In any case, while the results need replication in larger trials, they point to a potential method to target drug therapy for PTSD patients.

"Patients with the least recruitment of prefrontal emotion regulatory brain regions may benefit most from treatment with SSRIs, which appear to augment activity in these regions," the researchers wrote. The first author was Annmarie MacNamara, a post-doctoral research fellow in Phan's lab.

Paroxetine and sertraline (Zoloft) are both part of the SSRI class of antidepressants. They are currently the only drugs approved by the Food and Drug Administration to treat PTSD. Another SSRI, fluoxetine (Prozac), also has evidence of effectiveness for PTSD, but it's not yet approved for that purpose.

Phan says the study was limited to patients using paroxetine, because while all SSRIs work similarly, there may be subtle differences among them, and the researchers wanted to control for this. He noted that some patients may respond well to one SSRI but not another.

His lab is also involved in other efforts to tailor PTSD therapy based on brain patterns. In one VA-funded study, he is using a type of electroencephalography (EEG)--in which veterans wear an electrode-studded cap on their head--to trace brain patterns that may eventually serve as biomarkers. The research method is much less expensive and more portable than brain imaging--and it carries an added advantage for combat veterans, notes Phan.

"Functional MRIs typically cost around $500, and they are often not tolerated well by our veterans," he says. "It can be a very claustrophobic experience. You can feel trapped in the tube, in this dark, tight space. And there are loud random noises that many veterans have told me remind them of artillery fire."

Besides being distressing for the veterans, says Phan, this can all detract from the research: "It's problematic on two fronts. It makes them move during the scan, which is not great for our science. Also, it may evoke different kinds of emotions that we're not explicitly looking to test in the scanner. It induces a different emotional state that is hard to control for."

Phan is also collaborating on a multisite randomized, controlled clinical trial that is comparing different PTSD treatments. The team is looking at how each affects the brain and whether brain markers can predict response to a particular treatment.
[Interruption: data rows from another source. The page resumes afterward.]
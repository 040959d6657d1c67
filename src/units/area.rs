use serde::{Deserialize, Serialize};

/// 면적 단위. 내부 기준은 제곱미터이다.
#[derive(Debug, Clone, Copy, PartialEq, Eq, Serialize, Deserialize)]
pub enum AreaUnit {
    SquareMeter,
    SquareFoot,
}

const M2_PER_FT2: f64 = 0.092_903_04;

impl AreaUnit {
    pub const ALL: [AreaUnit; 2] = [AreaUnit::SquareMeter, AreaUnit::SquareFoot];

    pub fn label(&self) -> &'static str {
        match self {
            AreaUnit::SquareMeter => "m2",
            AreaUnit::SquareFoot => "ft2",
        }
    }
}

/// 면적을 변환한다.
pub fn convert_area(value: f64, from: AreaUnit, to: AreaUnit) -> f64 {
    let m2 = match from {
        AreaUnit::SquareMeter => value,
        AreaUnit::SquareFoot => value * M2_PER_FT2,
    };
    match to {
        AreaUnit::SquareMeter => m2,
        AreaUnit::SquareFoot => m2 / M2_PER_FT2,
    }
}
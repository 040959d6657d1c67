use log::debug;

use super::feed_loss::{feed_loss, FeedLossInput};
use super::input::CalculationInput;
use super::loop_solver::{solve_max_length, DiameterResult};

/// 화면에서 고를 수 있는 내경 후보 [mm]
pub const OFFERED_DIAMETERS_MM: [f64; 6] = [10.0, 12.0, 13.0, 14.0, 16.0, 18.0];
/// 기본 선택 내경 [mm]
pub const DEFAULT_DIAMETERS_MM: [f64; 4] = [10.0, 12.0, 13.0, 16.0];

/// 후보 내경마다 코일 길이를 계산해 내경 오름차순으로 돌려준다.
///
/// 입력의 순수 함수다. 같은 내경이 여러 번 주어지면 한 번만 계산한다.
pub fn evaluate(candidate_diameters_mm: &[f64], input: &CalculationInput) -> Vec<DiameterResult> {
    let mut diameters = candidate_diameters_mm.to_vec();
    diameters.sort_by(f64::total_cmp);
    diameters.dedup_by(|a, b| a.total_cmp(b).is_eq());

    let fluid = input.fluid_properties();
    let insulation = input.insulation_spec();
    debug!(
        "sweep over {} diameters: rho={:.1}, mu={:.6}, cp={:.0}",
        diameters.len(),
        fluid.density_kg_per_m3,
        fluid.dynamic_viscosity_pa_s,
        fluid.specific_heat_j_per_kg_k
    );

    diameters
        .into_iter()
        .map(|d_mm| {
            let feed = feed_loss(FeedLossInput {
                diameter_m: d_mm / 1000.0,
                fluid_mean_temp_c: input.fluid_mean_temp_c,
                air_temp_c: input.air_temp_c,
                insulation,
                feed_length_m: input.feed_length_m,
            });
            solve_max_length(d_mm, input, &fluid, &feed)
        })
        .collect()
}


#[cfg(test)]
mod proptests {
    use super::*;
    use crate::ufh::fluid_props::FluidKind;
    use crate::ufh::input::{HeatMode, InsulationPreset};
    use proptest::prelude::*;

    fn any_input() -> impl Strategy<Value = CalculationInput> {
        (
            any::<f64>(),
            any::<f64>(),
            any::<f64>(),
            any::<f64>(),
            any::<f64>(),
            any::<f64>(),
            any::<bool>(),
            any::<bool>(),
        )
            .prop_map(|(t_surf, t_air, step, dt, dp, feed, glycol, flux_mode)| CalculationInput {
                surface_temp_c: t_surf,
                air_temp_c: t_air,
                laying_step_mm: step,
                carrier_delta_t_k: dt,
                max_pressure_drop_kpa: dp,
                feed_length_m: feed,
                fluid: if glycol {
                    FluidKind::PropyleneGlycol30
                } else {
                    FluidKind::Water
                },
                insulation: InsulationPreset::Custom,
                custom_insulation_thickness_mm: step,
                heat_mode: if flux_mode { HeatMode::Flux } else { HeatMode::DeltaT },
                flux_w_per_m2: t_surf,
                ..Default::default()
            })
    }

    proptest! {
        #[test]
        fn output_is_sorted_for_any_order(ds in prop::collection::vec(1.0_f64..40.0, 0..8)) {
            let res = evaluate(&ds, &CalculationInput::default());
            prop_assert!(res.windows(2).all(|w| w[0].diameter_mm < w[1].diameter_mm));
            prop_assert!(res.len() <= ds.len());
        }

        #[test]
        fn malformed_input_never_panics(input in any_input(), d in any::<f64>()) {
            let res = evaluate(&[d, 16.0], &input);
            prop_assert!(!res.is_empty());
        }
    }
}
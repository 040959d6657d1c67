//! 바닥난방 코일 길이 계산 로직을 라이브러리로 분리하여 CLI 와 GUI 가 함께 쓴다.

pub mod app;
pub mod config;
pub mod conversion;
pub mod i18n;
pub mod report;
pub mod ufh;
pub mod ui_cli;
pub mod units;
//! Park-Report: a polite results scraper for a recurring community run
//!
//! This crate incrementally builds a historical results dataset for one
//! parkrun-style event by fetching and parsing its public results pages,
//! while staying off the source site on event day and pacing every request.

pub mod config;
pub mod dataset;
pub mod extract;
pub mod output;
pub mod scraper;

use thiserror::Error;

/// Main error type for Park-Report operations
#[derive(Debug, Error)]
pub enum ParkError {
    #[error("Configuration error: {0}")]
    Config(#[from] ConfigError),

    #[error("today is event day ({weekday}); scraping is paused until tomorrow (pass --ignore-event-day to override)")]
    EventDay { weekday: chrono::Weekday },

    #[error("invalid event id '{0}': expected the path segment of the event's results URL")]
    InvalidEventId(String),

    #[error("HTTP error for {url}: {source}")]
    Http { url: String, source: reqwest::Error },

    #[error("unexpected HTTP status {status} for {url}")]
    HttpStatus { url: String, status: u16 },

    #[error("Extraction error: {0}")]
    Extract(#[from] extract::ExtractError),

    #[error("URL parse error: {0}")]
    UrlParse(#[from] ::url::ParseError),

    #[error("HTTP client error: {0}")]
    Reqwest(#[from] reqwest::Error),

    #[error("IO error: {0}")]
    Io(#[from] std::io::Error),
}

/// Configuration-specific errors
#[derive(Debug, Error)]
pub enum ConfigError {
    #[error("Failed to read config file: {0}")]
    Io(#[from] std::io::Error),

    #[error("Failed to parse TOML: {0}")]
    Parse(#[from] toml::de::Error),

    #[error("Validation error: {0}")]
    Validation(String),

    #[error("Invalid URL in config: {0}")]
    InvalidUrl(String),
}

/// Result type alias for Park-Report operations
pub type Result<T> = std::result::Result<T, ParkError>;

/// Result type alias for configuration operations
pub type ConfigResult<T> = std::result::Result<T, ConfigError>;

// Re-export commonly used types
pub use config::Config;
pub use dataset::{Dataset, ResultRecord, Runner, RunnerDetails};
pub use extract::EventSummary;
pub use scraper::{FetchRequest, HttpFetcher, PageFetcher, ScraperSession};
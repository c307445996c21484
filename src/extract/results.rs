//! Results page extraction
//!
//! Each results row is a table row carrying most fields as `data-*`
//! attributes, plus two nested cells for the profile link and the finish
//! time. Rows whose name is the "Unknown" sentinel are anonymized by the
//! source and expose nothing beyond name and position.

use crate::dataset::{ResultRecord, Runner, RunnerDetails, UNKNOWN_NAME};
use crate::extract::{selector, ExtractError};
use scraper::{ElementRef, Html};

const ROW_SELECTOR: &str = "tr.Results-table-row";
const PROFILE_SELECTOR: &str = "td.Results-table-td--name a";
const TIME_SELECTOR: &str = "td.Results-table-td--time div";

/// Extracts every results row of one event's results page, in source order
///
/// Source order is finishing order, so the returned records are in ascending
/// position. Every record is stamped with `event_no`. A row missing any of
/// its required sub-fields fails the whole call; there is no per-row partial
/// success.
///
/// # Arguments
///
/// * `doc` - The parsed results page
/// * `event_no` - Sequence number of the event instance the page belongs to
///
/// # Returns
///
/// * `Ok(Vec<ResultRecord>)` - One record per results row
/// * `Err(ExtractError)` - A row was missing a required element or attribute
pub fn extract_results(doc: &Html, event_no: u32) -> Result<Vec<ResultRecord>, ExtractError> {
    let row_sel = selector(ROW_SELECTOR)?;
    let profile_sel = selector(PROFILE_SELECTOR)?;
    let time_sel = selector(TIME_SELECTOR)?;

    let mut records = Vec::new();

    for row in doc.select(&row_sel) {
        let name = row_attr(row, "data-name")?;
        let position = row_attr(row, "data-position")?;
        let position = position
            .parse::<u32>()
            .map_err(|_| ExtractError::BadNumber {
                field: "data-position",
                value: position.to_string(),
            })?;

        let runner = if name == UNKNOWN_NAME {
            Runner::Unknown
        } else {
            let profile = row
                .select(&profile_sel)
                .next()
                .ok_or(ExtractError::MissingElement {
                    selector: PROFILE_SELECTOR,
                })?;
            let href = profile
                .value()
                .attr("href")
                .ok_or(ExtractError::MissingAttribute { attr: "href" })?;
            // Profile id is the final path segment of the link target
            let parkrun_id = href.rsplit('/').next().unwrap_or(href);

            let time = row
                .select(&time_sel)
                .next()
                .ok_or(ExtractError::MissingElement {
                    selector: TIME_SELECTOR,
                })?
                .text()
                .collect::<String>()
                .trim()
                .to_string();

            Runner::Identified(RunnerDetails {
                name: name.to_string(),
                parkrun_id: parkrun_id.to_string(),
                time,
                achievement: row_attr(row, "data-achievement")?.to_string(),
                age_grade: row_attr(row, "data-agegrade")?.to_string(),
                age_group: row_attr(row, "data-agegroup")?.to_string(),
                club: row_attr(row, "data-club")?.to_string(),
                gender: row_attr(row, "data-gender")?.to_string(),
                runs: row_attr(row, "data-runs")?.to_string(),
            })
        };

        records.push(ResultRecord {
            event_no,
            position,
            runner,
        });
    }

    Ok(records)
}

/// Reads a required row-level attribute
fn row_attr<'a>(row: ElementRef<'a>, attr: &'static str) -> Result<&'a str, ExtractError> {
    row.value()
        .attr(attr)
        .ok_or(ExtractError::MissingAttribute { attr })
}

#[cfg(test)]
mod tests {
    use super::*;

    fn identified_row(position: u32, name: &str, club: &str) -> String {
        format!(
            r#"<tr class="Results-table-row" data-name="{name}" data-position="{position}"
                   data-achievement="First Timer!" data-agegrade="72.31 %" data-agegroup="SW25-29"
                   data-club="{club}" data-gender="Female" data-runs="42">
                 <td class="Results-table-td Results-table-td--name">
                   <a href="https://www.parkrun.org.uk/parkrunner/1234567">{name}</a>
                 </td>
                 <td class="Results-table-td Results-table-td--time"><div class="compact">19:04</div></td>
               </tr>"#
        )
    }

    fn unknown_row(position: u32) -> String {
        format!(r#"<tr class="Results-table-row" data-name="Unknown" data-position="{position}"></tr>"#)
    }

    fn results_page(rows: &[String]) -> Html {
        Html::parse_document(&format!(
            "<html><body><table class=\"Results-table\"><tbody>{}</tbody></table></body></html>",
            rows.join("\n")
        ))
    }

    #[test]
    fn test_identified_row_has_full_detail_set() {
        let doc = results_page(&[identified_row(1, "Alice JONES", "Ambleside AC")]);
        let records = extract_results(&doc, 99).unwrap();

        assert_eq!(records.len(), 1);
        let record = &records[0];
        assert_eq!(record.event_no, 99);
        assert_eq!(record.position, 1);
        match &record.runner {
            Runner::Identified(details) => {
                assert_eq!(details.name, "Alice JONES");
                assert_eq!(details.parkrun_id, "1234567");
                assert_eq!(details.time, "19:04");
                assert_eq!(details.achievement, "First Timer!");
                assert_eq!(details.age_grade, "72.31 %");
                assert_eq!(details.age_group, "SW25-29");
                assert_eq!(details.club, "Ambleside AC");
                assert_eq!(details.gender, "Female");
                assert_eq!(details.runs, "42");
            }
            Runner::Unknown => panic!("expected an identified runner"),
        }
    }

    #[test]
    fn test_unknown_row_has_only_name_and_position() {
        let doc = results_page(&[unknown_row(2)]);
        let records = extract_results(&doc, 7).unwrap();

        assert_eq!(records.len(), 1);
        assert_eq!(records[0].position, 2);
        assert_eq!(records[0].name(), "Unknown");
        assert!(matches!(records[0].runner, Runner::Unknown));
    }

    #[test]
    fn test_rows_preserve_source_order() {
        let doc = results_page(&[
            identified_row(1, "Alice JONES", ""),
            unknown_row(2),
            identified_row(3, "Bob HOPE", ""),
        ]);
        let records = extract_results(&doc, 42).unwrap();

        let positions: Vec<u32> = records.iter().map(|r| r.position).collect();
        assert_eq!(positions, vec![1, 2, 3]);
        assert!(records.iter().all(|r| r.event_no == 42));
    }

    #[test]
    fn test_page_with_no_rows_yields_no_records() {
        let doc = results_page(&[]);
        let records = extract_results(&doc, 1).unwrap();
        assert!(records.is_empty());
    }

    #[test]
    fn test_missing_time_cell_fails_the_whole_extraction() {
        let broken = r#"<tr class="Results-table-row" data-name="Carol DAY" data-position="1"
                            data-achievement="" data-agegrade="50 %" data-agegroup="SW30-34"
                            data-club="" data-gender="Female" data-runs="3">
                          <td class="Results-table-td Results-table-td--name">
                            <a href="https://www.parkrun.org.uk/parkrunner/7654321">Carol DAY</a>
                          </td>
                        </tr>"#;
        let doc = results_page(&[broken.to_string(), unknown_row(2)]);

        assert!(matches!(
            extract_results(&doc, 1),
            Err(ExtractError::MissingElement {
                selector: TIME_SELECTOR
            })
        ));
    }

    #[test]
    fn test_missing_profile_link_fails_the_whole_extraction() {
        let broken = r#"<tr class="Results-table-row" data-name="Carol DAY" data-position="1"
                            data-achievement="" data-agegrade="50 %" data-agegroup="SW30-34"
                            data-club="" data-gender="Female" data-runs="3">
                          <td class="Results-table-td Results-table-td--time"><div>25:00</div></td>
                        </tr>"#;
        let doc = results_page(&[broken.to_string()]);

        assert!(matches!(
            extract_results(&doc, 1),
            Err(ExtractError::MissingElement {
                selector: PROFILE_SELECTOR
            })
        ));
    }

    #[test]
    fn test_missing_position_attribute_is_an_error() {
        let broken = r#"<tr class="Results-table-row" data-name="Unknown"></tr>"#;
        let doc = results_page(&[broken.to_string()]);

        assert!(matches!(
            extract_results(&doc, 1),
            Err(ExtractError::MissingAttribute {
                attr: "data-position"
            })
        ));
    }

    #[test]
    fn test_non_numeric_position_is_an_error() {
        let broken =
            r#"<tr class="Results-table-row" data-name="Unknown" data-position="first"></tr>"#;
        let doc = results_page(&[broken.to_string()]);

        assert!(matches!(
            extract_results(&doc, 1),
            Err(ExtractError::BadNumber {
                field: "data-position",
                ..
            })
        ));
    }
}
//! Configuration module for Park-Report
//!
//! This module handles loading, parsing, and validating TOML configuration
//! files. Every setting has a built-in default, so a config file is optional.
//!
//! # Example
//!
//! ```no_run
//! use park_report::config::load_config;
//! use std::path::Path;
//!
//! let config = load_config(Path::new("config.toml")).unwrap();
//! println!("Scraping {} with a {}ms delay", config.scraper.base_url, config.scraper.page_delay);
//! ```

mod parser;
mod types;
mod validation;

// Re-export types
pub use types::{Config, OutputConfig, ScraperConfig, UserAgentConfig};

// Re-export parser functions
pub use parser::{compute_config_hash, default_config, load_config, load_config_with_hash};

// Re-export validation helpers
pub use validation::{parse_event_day, validate};
//! Minimal CSV writing (quotes + CRLF-safe). std-only.

use std::io::{self, Write};

fn needs_quotes(field: &str) -> bool {
    field.contains(',') || field.contains('"') || field.contains('\n') || field.contains('\r')
}

/// Write a single CSV row to any writer.
pub fn write_row<W: Write>(mut w: W, row: &[String]) -> io::Result<()> {
    let mut first = true;
    for cell in row {
        if !first {
            write!(w, ",")?;
        } else {
            first = false;
        }
        if needs_quotes(cell) {
            let escaped = cell.replace('"', "\"\"");
            write!(w, "\"{}\"", escaped)?;
        } else {
            write!(w, "{}", cell)?;
        }
    }
    writeln!(w)
}
//! Courtesy policy toward the source site
//!
//! Two rules: never scrape on the day the event actually runs (the site is
//! under real load then), and leave a fixed delay between consecutive page
//! fetches. The day check reads an injected clock rather than the ambient
//! system time.

use crate::config::{parse_event_day, ScraperConfig};
use crate::{ParkError, Result};
use chrono::{Datelike, NaiveDate, Weekday};
use std::time::Duration;

/// Source of "today" for the event-day gate
pub trait Clock {
    /// The current local date
    fn today(&self) -> NaiveDate;
}

/// Production clock backed by the local system time
#[derive(Debug, Clone, Copy, Default)]
pub struct SystemClock;

impl Clock for SystemClock {
    fn today(&self) -> NaiveDate {
        chrono::Local::now().date_naive()
    }
}

/// Startup gate and inter-request pacing
#[derive(Debug, Clone)]
pub struct PolitenessGuard {
    event_day: Weekday,
    ignore_event_day: bool,
    page_delay: Duration,
}

impl PolitenessGuard {
    /// Builds the guard from the scraper configuration
    pub fn from_config(config: &ScraperConfig) -> Result<Self> {
        let event_day = parse_event_day(&config.event_day)?;
        Ok(Self {
            event_day,
            ignore_event_day: config.ignore_event_day,
            page_delay: Duration::from_millis(config.page_delay),
        })
    }

    /// Whether scraping may start today
    pub fn may_start(&self, clock: &impl Clock) -> bool {
        self.ignore_event_day || clock.today().weekday() != self.event_day
    }

    /// Enforces the event-day gate
    ///
    /// This is a hard startup precondition: a refusal is not retryable within
    /// the same session.
    pub fn check(&self, clock: &impl Clock) -> Result<()> {
        if self.may_start(clock) {
            Ok(())
        } else {
            Err(ParkError::EventDay {
                weekday: self.event_day,
            })
        }
    }

    /// Sleeps for the configured delay; called once per page fetch
    pub async fn pace(&self) {
        tokio::time::sleep(self.page_delay).await;
    }

    /// The configured inter-request delay
    pub fn page_delay(&self) -> Duration {
        self.page_delay
    }
}
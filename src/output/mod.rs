//! Output module: the dataset handoff file
//!
//! The dashboard consumes one flat CSV per event id. Columns mirror the
//! record fields; detail columns are left empty for anonymized rows rather
//! than filled with placeholders.

mod csv;

use crate::dataset::{ResultRecord, Runner};
use std::fs::File;
use std::io::{self, BufWriter};
use std::path::{Path, PathBuf};

/// Column order of the dataset file
const COLUMNS: [&str; 11] = [
    "event_no",
    "name",
    "position",
    "parkrun_id",
    "time",
    "achievement",
    "age_grade",
    "age_group",
    "club",
    "gender",
    "runs",
];

/// Path of the dataset file for one event id
pub fn dataset_path(dataset_dir: &Path, event_id: &str) -> PathBuf {
    dataset_dir.join(format!("{}.csv", event_id))
}

/// Writes the accumulated records to a CSV dataset file
///
/// Creates the parent directory if needed and overwrites any existing file.
///
/// # Arguments
///
/// * `path` - Destination file path
/// * `records` - The records to write, in dataset order
pub fn write_dataset(path: &Path, records: &[ResultRecord]) -> io::Result<()> {
    if let Some(parent) = path.parent() {
        std::fs::create_dir_all(parent)?;
    }

    let mut writer = BufWriter::new(File::create(path)?);

    let header: Vec<String> = COLUMNS.iter().map(|c| c.to_string()).collect();
    csv::write_row(&mut writer, &header)?;

    for record in records {
        csv::write_row(&mut writer, &record_row(record))?;
    }

    tracing::info!("Wrote {} records to {}", records.len(), path.display());
    Ok(())
}

/// Shapes one record into its CSV row
fn record_row(record: &ResultRecord) -> Vec<String> {
    match &record.runner {
        Runner::Identified(details) => vec![
            record.event_no.to_string(),
            details.name.clone(),
            record.position.to_string(),
            details.parkrun_id.clone(),
            details.time.clone(),
            details.achievement.clone(),
            details.age_grade.clone(),
            details.age_group.clone(),
            details.club.clone(),
            details.gender.clone(),
            details.runs.clone(),
        ],
        Runner::Unknown => {
            let mut row = vec![
                record.event_no.to_string(),
                record.name().to_string(),
                record.position.to_string(),
            ];
            row.resize(COLUMNS.len(), String::new());
            row
        }
    }
}
//! Extraction of structured records from fetched pages
//!
//! This module turns rendered markup into the data model:
//! - `summary`: event landing page -> `EventSummary`
//! - `results`: one event's results page -> `ResultRecord` rows
//!
//! Extraction is all-or-nothing per page: a required element or attribute
//! that is missing fails the whole call, so no partially parsed event ever
//! reaches the dataset.

mod results;
mod summary;

pub use results::extract_results;
pub use summary::{extract_summary, EventSummary};

use scraper::Selector;
use thiserror::Error;

/// Errors raised while extracting structured data from a page
#[derive(Debug, Error)]
pub enum ExtractError {
    #[error("required element not found: {selector}")]
    MissingElement { selector: &'static str },

    #[error("required attribute missing: {attr}")]
    MissingAttribute { attr: &'static str },

    #[error("malformed stat entry: '{text}'")]
    MalformedStat { text: String },

    #[error("summary stats are missing the '{label}' entry")]
    MissingStat { label: &'static str },

    #[error("{field} is not a number: '{value}'")]
    BadNumber { field: &'static str, value: String },

    #[error("invalid selector: {selector}")]
    InvalidSelector { selector: &'static str },
}

/// Parses a CSS selector, mapping the (static) parse failure into the
/// extraction error space
pub(crate) fn selector(sel: &'static str) -> Result<Selector, ExtractError> {
    Selector::parse(sel).map_err(|_| ExtractError::InvalidSelector { selector: sel })
}
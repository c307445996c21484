/// Name the source site substitutes for runners who opted out of results
pub const UNKNOWN_NAME: &str = "Unknown";

/// One participant's outcome in one event instance
#[derive(Debug, Clone, PartialEq, Eq)]
pub struct ResultRecord {
    /// Sequence number of the event instance this result belongs to
    pub event_no: u32,

    /// Finishing rank within the event
    pub position: u32,

    /// The runner, identified or anonymized
    pub runner: Runner,
}

/// A results-row participant
///
/// The source site withholds every detail field for anonymized rows, so the
/// details only exist together with an identity. A record is never partially
/// detailed.
#[derive(Debug, Clone, PartialEq, Eq)]
pub enum Runner {
    /// Runner with a public profile and full detail set
    Identified(RunnerDetails),

    /// Runner whose identity is withheld; no detail fields exist
    Unknown,
}

/// Detail fields of an identified runner, as given by the source page
#[derive(Debug, Clone, PartialEq, Eq)]
pub struct RunnerDetails {
    /// Display name
    pub name: String,

    /// Stable per-person identifier, taken from the profile link
    pub parkrun_id: String,

    /// Finish time, kept in the form the page gives it (e.g. "19:04")
    pub time: String,

    /// Achievement marker for this run (e.g. "New PB!"), may be empty
    pub achievement: String,

    /// Age-graded performance percentage, as given (e.g. "62.34 %")
    pub age_grade: String,

    /// Age group category (e.g. "SM30-34")
    pub age_group: String,

    /// Club affiliation, may be empty
    pub club: String,

    /// Gender as listed by the source
    pub gender: String,

    /// Lifetime participation count, as given
    pub runs: String,
}

impl ResultRecord {
    /// Display name of the participant ("Unknown" for anonymized rows)
    pub fn name(&self) -> &str {
        match &self.runner {
            Runner::Identified(details) => &details.name,
            Runner::Unknown => UNKNOWN_NAME,
        }
    }

    /// Whether this row is anonymized
    pub fn is_unknown(&self) -> bool {
        matches!(self.runner, Runner::Unknown)
    }
}
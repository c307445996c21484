use crate::dataset::ResultRecord;
use std::collections::BTreeSet;

/// Accumulated results table across all fetched event instances
///
/// Owns both the running table of records and the set of event numbers whose
/// results are already in it. The two only ever change together: `merge`
/// appends an event's rows and marks its number fetched in one step, so an
/// event number is in the fetched set exactly when its rows are in the table.
#[derive(Debug, Default)]
pub struct Dataset {
    records: Vec<ResultRecord>,
    fetched: BTreeSet<u32>,
}

impl Dataset {
    /// Creates an empty dataset
    pub fn new() -> Self {
        Self::default()
    }

    /// Appends one event's records and marks the event number as fetched
    ///
    /// Callers must only pass fully extracted events; an event whose
    /// extraction failed never reaches this method.
    pub fn merge(&mut self, event_no: u32, records: Vec<ResultRecord>) {
        tracing::debug!(
            "Merging {} records for event #{}",
            records.len(),
            event_no
        );
        self.records.extend(records);
        self.fetched.insert(event_no);
    }

    /// Read snapshot of all accumulated records, in fetch order
    pub fn records(&self) -> &[ResultRecord] {
        &self.records
    }

    /// Event numbers already fetched in this session
    pub fn fetched(&self) -> &BTreeSet<u32> {
        &self.fetched
    }

    /// Whether the given event number has already been merged
    pub fn is_fetched(&self, event_no: u32) -> bool {
        self.fetched.contains(&event_no)
    }

    /// Total number of accumulated records
    pub fn len(&self) -> usize {
        self.records.len()
    }

    /// Whether the dataset holds no records yet
    pub fn is_empty(&self) -> bool {
        self.records.is_empty()
    }
}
The trial began in 2011 with VA and Army funding and is still ongoing at three VA sites and at Massachusetts General Hospital. It has involved more than 400 Iraq and Afghanistan veterans with PTSD. Some are being treated with sertraline, and others with a type of psychotherapy called prolonged exposure therapy, which is one of the two main talk therapies used in VA for PTSD. Others in the study are receiving a combination of the two.

Lead investigator Dr. Sheila Rauch, with the Atlanta VA Medical Center and Emory University, says it's too early in the study to compare how each of the therapies affects the brain--that is, which precise regions get activated or calmed--but some clues may come from past work on depression.

"Based on previous research on depression, we see some changes that are similar between treatments, but we also see distinct patterns," says Rauch.

She, like Phan, believes the scanning approach may eventually yield reliable biomarkers to guide PTSD treatment, but she says it will likely take several more years.

"Within PTSD, this research is in the early stages," she says. "We need larger studies that will allow replication and application to a treatment population," and those generally take at least five years to implement and yield results, she says. "This is a marathon and not a sprint. Expecting an overhaul in the next couple of years is unrealistic, but I do think 10 years from now, PTSD care will be even more advanced and effective than it is today. We are moving in the right direction, but we are not there yet."